Даша выслушала мой рассказ про Антонину Иосифовну молча. Потом вздохнула.
– Как жалко, – сказала она. – Я подозревала, что случилось что-то такое, чего не исправить. Хотя мне несколько человек чуть ли не с пеной у рта доказывали, что Антонина просто нашла местечко потеплее. Наверняка это Федя на нее настучал.
– Федя? – не понял я. – Какой еще Федя?
– Ну, ты его может уже и не помнишь, – сказала Даша. – Работал в редакции, серый такой.
– Ах этот, – я хмыкнул. – Отлично я его помню, такого забудешь, как же.
– Ха, и что же ты про него помнишь? – Даша рассмеялась. – У него такое лицо, что его запомнить невозможно! Неделю не видел если, то на улице не узнаешь.
– А почему ты думаешь, что это он? – спросил я.
– У них были какие-то нелады, – медленно ответила Даша. Он работал, когда я уже пришла, и, кажется, Антонина уже тогда хотела его уволить, но не могла почему-то. А потом она его уволила, и на нее тут же написали кляузу в партком. Совпадение?
– Не думаю… – закончил я. – А куда он потом делся? После того, как ушел?
– Болтали всякое, – пожала плечами Даша. – Что он, вроде как в трансмашевскую многотиражку «За Родину!» ушел. Но я точно знаю, что его там нет, у меня там одноклассница подрабатывает. Не знаю, правда. Они вроде как дружили раньше, а потом между ними какая-то кошка пробежала. С тех пор вот так… Блин, как же жалко!

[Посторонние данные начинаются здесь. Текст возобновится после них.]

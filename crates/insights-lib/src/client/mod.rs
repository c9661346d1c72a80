//! Clients for the remote collaborators
//!
//! - JSON-over-HTTP client shared by the adapters
//! - Prediction / anomaly / recommendation backends
//! - Chat-completion backend

mod chat;
mod http;
mod prediction;

pub use chat::{ChatClient, ChatConfig, OpenAiChatClient};
pub use http::JsonClient;
pub use prediction::{BackendConfig, HttpPredictionBackend, PredictionBackend};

У меня была все-таки надежда, что может быть Антонину все-таки вернут…
– Сильно сомневаюсь, что ее сейчас возьмут работать хоть в какую-то газету, – проговорил я. – А что, в редакции адреса этого Феди нашего Олеговича не сохранилось?
– Честно говоря, не знаю, – сказала Даша. – Мне он никогда не нравился, так что когда его наконец-то уволили, я обрадовалась. Да и зачем нам адрес? Что мы, пойдем к нему в гости, чтобы спросить, не он ли настучал на Антонину?
– Хм, а звучит как отличный план, – хохотнул я. – Ты только представь, как его лицо вытянется, когда мы его об этом спросим.
– Вот ты дурак, а! – Даша рассмеялась и обняла меня. – Давай уже спать, половина первого время.
Время до обеда тянулось и тянулось. Я написал заявку на пользование печатной машинкой. Намеренно медленно, чуть ли не одним пальцем напечатал свои материалы. Вернул машинку на место, расписался о своевременном возвращении. Написал докладную записку о недостаточности канцелярских товаров, когда не обнаружил простого карандаша. Положил бумажку в папку. Скосил глаза на ЭсЭса. Тот сидел над большой конторской книгой и что-то там вычерчивал при помощи карандаша и линейки. Наверное, очередной журнал учета чего-нибудь.
Когда настало время обеда, я с таким облегчением вылетел из редакции, как будто из душного подвала на свежий воздух. Даже в столовую идти не хотелось. Хотелось побродить по заводу, пообщаться с разным народом, в курилке посидеть, послушать бесхитростные разговоры рабочих… Не редакция, а тюрьма какая-то стала.
Но пошел я, понятное дело, все равно в столовую. И на лестнице столкнулся с Мишкой. Обрадовался ему, как родному. Разулыбался во весь рот, как дурак. Вспомнил, что он же фотографии Анны, наверное, уже сделал.
– Здорово, Михась! – сказал я.
Но он оттер меня плечом, как будто пытался не заметить. Лицо каменное, взгляд мимо. Спустился и зашагал по коридору. Я догнал его и схватил за плечо.
– Мишка? – спросил я. – Ты чего, что случилось?
Он резко развернулся и со всего маху заехал кулаком мне по скуле.
Глава десятая. Закон бутерброда
От такой неожиданности я даже уклониться не успел. В башке зазвенело, на языке появился привкус крови. Продолжать или объясняться Мишка не стал. Зло сплюнул, развернулся на каблуках и пошел дальше к столовой.
Фигассе, новости!
Я рванул следом.
– Мишка, стой! – я снова ухватил его за плечо. – Ты хоть объясни, в чем дело?
– Ах, тебе мало, да?! – он развернулся сразу с кулаком. Но в этот раз я был готов к такому повороту событий, так что уклонился. – Лучше не подходи ко мне, понял?!
– Вот уж нет, дорогуша, – сказал я. – Не такой уж я понятливый, так что потрудись объясниться.
– Да пошел ты! – Мишка бросился на меня. Драться мне, понятное дело, совершенно не хотелось. Даже бить в ответ. Явно же какое-то недоразумение. Ну нигде я перед Мишкой не накосячил, я это знал совершенно точно. Когда мы виделись в последний раз, в его глазах полыхало творческое пламя и желание уединиться в темной комнате с очередной отснятой пленкой.